Please return every line of the records below that contains the word "FileConfig".
[Opening RECORDS FOR THE TASK section]
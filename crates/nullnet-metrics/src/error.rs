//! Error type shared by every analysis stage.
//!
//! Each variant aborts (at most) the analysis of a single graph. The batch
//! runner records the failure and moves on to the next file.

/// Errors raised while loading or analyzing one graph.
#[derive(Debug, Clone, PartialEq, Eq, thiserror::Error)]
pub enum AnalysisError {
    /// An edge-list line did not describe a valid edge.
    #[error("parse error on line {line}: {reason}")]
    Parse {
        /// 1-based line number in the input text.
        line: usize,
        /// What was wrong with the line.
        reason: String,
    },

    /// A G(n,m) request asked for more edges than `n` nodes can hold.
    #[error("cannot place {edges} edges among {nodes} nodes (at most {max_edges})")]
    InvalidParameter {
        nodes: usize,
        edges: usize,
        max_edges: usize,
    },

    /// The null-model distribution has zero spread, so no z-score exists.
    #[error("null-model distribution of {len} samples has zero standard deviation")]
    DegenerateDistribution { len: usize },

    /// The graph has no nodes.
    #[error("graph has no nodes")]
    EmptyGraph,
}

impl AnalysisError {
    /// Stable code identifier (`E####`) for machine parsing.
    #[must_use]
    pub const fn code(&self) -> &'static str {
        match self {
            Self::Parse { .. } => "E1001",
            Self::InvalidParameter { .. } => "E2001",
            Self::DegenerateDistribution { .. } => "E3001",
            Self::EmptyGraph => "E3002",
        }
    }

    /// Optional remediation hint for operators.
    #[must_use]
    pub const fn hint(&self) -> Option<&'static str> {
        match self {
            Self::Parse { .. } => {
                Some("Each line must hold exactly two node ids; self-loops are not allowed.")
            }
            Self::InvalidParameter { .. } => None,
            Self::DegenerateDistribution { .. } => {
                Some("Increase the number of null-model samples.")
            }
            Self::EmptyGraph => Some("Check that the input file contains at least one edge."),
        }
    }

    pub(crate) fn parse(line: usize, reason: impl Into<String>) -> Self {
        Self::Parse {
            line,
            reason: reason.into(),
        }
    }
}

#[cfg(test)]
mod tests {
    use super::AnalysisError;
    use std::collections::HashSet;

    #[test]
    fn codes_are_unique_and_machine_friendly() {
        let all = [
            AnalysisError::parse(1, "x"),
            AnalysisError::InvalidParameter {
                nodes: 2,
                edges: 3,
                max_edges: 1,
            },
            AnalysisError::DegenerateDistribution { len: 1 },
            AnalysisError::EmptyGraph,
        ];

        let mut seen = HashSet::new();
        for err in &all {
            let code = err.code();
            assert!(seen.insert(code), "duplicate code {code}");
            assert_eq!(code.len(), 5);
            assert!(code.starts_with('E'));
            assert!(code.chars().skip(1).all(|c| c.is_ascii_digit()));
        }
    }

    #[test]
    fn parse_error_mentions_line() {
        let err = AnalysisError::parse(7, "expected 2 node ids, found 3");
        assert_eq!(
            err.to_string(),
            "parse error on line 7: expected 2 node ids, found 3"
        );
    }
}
[Closing RECORDS FOR THE TASK section]
[Opening RECORDS FOR THE TASK section]
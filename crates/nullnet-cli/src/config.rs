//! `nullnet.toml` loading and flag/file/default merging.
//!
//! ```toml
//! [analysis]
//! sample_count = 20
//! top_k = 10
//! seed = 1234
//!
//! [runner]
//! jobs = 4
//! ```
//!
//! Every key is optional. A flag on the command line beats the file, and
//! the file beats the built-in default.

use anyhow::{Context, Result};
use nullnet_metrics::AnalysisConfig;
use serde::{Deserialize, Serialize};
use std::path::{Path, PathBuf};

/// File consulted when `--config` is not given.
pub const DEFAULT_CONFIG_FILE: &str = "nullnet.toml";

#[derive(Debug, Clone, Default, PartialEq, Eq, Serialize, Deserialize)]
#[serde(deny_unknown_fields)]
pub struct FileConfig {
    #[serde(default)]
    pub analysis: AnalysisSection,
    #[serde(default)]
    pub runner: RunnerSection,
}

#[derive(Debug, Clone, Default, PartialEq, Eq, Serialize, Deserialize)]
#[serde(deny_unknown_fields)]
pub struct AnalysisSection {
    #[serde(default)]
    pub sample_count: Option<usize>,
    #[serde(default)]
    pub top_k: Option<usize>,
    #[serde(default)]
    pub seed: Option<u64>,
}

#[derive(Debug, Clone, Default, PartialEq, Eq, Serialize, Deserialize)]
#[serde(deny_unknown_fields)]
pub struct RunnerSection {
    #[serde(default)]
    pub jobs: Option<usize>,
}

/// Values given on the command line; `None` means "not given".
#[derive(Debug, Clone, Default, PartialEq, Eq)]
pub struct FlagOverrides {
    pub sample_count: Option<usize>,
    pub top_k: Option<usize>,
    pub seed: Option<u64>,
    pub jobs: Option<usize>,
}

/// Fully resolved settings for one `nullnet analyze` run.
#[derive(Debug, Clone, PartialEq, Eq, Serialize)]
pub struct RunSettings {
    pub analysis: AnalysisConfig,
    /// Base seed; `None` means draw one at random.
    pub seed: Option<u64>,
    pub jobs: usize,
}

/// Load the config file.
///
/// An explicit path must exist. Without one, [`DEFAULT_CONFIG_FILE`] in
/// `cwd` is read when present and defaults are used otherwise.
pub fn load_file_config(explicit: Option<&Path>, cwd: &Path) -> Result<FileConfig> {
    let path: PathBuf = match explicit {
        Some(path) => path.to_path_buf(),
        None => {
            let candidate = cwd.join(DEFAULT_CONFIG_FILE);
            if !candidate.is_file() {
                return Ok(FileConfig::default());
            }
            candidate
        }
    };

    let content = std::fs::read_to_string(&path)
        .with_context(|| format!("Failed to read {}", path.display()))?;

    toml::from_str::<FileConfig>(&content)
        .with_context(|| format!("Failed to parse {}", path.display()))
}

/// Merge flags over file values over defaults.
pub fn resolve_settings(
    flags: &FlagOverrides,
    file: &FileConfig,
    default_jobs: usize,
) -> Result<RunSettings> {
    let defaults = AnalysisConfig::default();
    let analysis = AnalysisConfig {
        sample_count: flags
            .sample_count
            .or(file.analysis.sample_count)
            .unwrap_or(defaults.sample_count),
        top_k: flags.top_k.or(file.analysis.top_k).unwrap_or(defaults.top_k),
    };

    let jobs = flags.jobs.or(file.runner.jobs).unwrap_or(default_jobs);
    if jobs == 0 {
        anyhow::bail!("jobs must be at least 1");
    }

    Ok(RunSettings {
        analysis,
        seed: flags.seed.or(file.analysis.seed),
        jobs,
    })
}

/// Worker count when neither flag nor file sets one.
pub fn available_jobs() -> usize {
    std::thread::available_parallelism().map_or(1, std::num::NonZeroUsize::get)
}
[Closing RECORDS FOR THE TASK section]
[Opening RECORDS FOR THE TASK section]
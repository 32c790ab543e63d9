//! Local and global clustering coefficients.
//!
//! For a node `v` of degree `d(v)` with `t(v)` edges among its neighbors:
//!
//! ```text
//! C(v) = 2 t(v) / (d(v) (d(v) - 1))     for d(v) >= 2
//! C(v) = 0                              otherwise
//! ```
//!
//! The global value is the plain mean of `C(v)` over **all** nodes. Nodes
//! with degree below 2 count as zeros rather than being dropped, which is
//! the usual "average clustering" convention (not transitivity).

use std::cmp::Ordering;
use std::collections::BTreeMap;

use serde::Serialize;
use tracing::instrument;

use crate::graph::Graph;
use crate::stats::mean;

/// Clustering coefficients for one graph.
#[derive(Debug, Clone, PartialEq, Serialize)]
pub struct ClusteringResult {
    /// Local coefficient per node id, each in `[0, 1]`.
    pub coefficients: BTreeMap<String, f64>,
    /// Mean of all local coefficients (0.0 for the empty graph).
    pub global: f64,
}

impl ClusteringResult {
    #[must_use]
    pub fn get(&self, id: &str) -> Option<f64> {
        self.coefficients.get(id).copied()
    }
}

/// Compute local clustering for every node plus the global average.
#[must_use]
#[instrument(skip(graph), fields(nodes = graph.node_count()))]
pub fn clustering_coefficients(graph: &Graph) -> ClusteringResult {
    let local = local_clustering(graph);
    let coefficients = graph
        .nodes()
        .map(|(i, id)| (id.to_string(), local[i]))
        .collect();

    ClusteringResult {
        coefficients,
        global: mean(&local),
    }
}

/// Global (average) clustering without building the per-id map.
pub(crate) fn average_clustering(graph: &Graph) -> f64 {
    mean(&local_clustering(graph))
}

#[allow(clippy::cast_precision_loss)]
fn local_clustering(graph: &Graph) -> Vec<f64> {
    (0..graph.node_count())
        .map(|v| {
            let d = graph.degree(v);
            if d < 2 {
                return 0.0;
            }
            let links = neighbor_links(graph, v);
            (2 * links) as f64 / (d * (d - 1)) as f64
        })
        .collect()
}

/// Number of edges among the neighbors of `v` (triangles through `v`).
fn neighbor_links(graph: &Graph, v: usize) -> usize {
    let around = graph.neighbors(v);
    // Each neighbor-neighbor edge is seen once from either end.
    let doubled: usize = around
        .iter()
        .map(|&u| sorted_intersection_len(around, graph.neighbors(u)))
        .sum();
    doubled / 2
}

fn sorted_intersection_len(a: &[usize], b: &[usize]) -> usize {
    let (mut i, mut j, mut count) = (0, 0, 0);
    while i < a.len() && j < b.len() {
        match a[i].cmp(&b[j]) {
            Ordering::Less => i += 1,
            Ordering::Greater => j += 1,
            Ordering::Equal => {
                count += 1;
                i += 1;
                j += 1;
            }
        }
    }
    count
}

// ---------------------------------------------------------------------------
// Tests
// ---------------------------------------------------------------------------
[Closing RECORDS FOR THE TASK section]
== RESPONSE ==
pub struct FileConfig {
pub fn load_file_config(explicit: Option<&Path>, cwd: &Path) -> Result<FileConfig> {
                return Ok(FileConfig::default());
    toml::from_str::<FileConfig>(&content)
    file: &FileConfig,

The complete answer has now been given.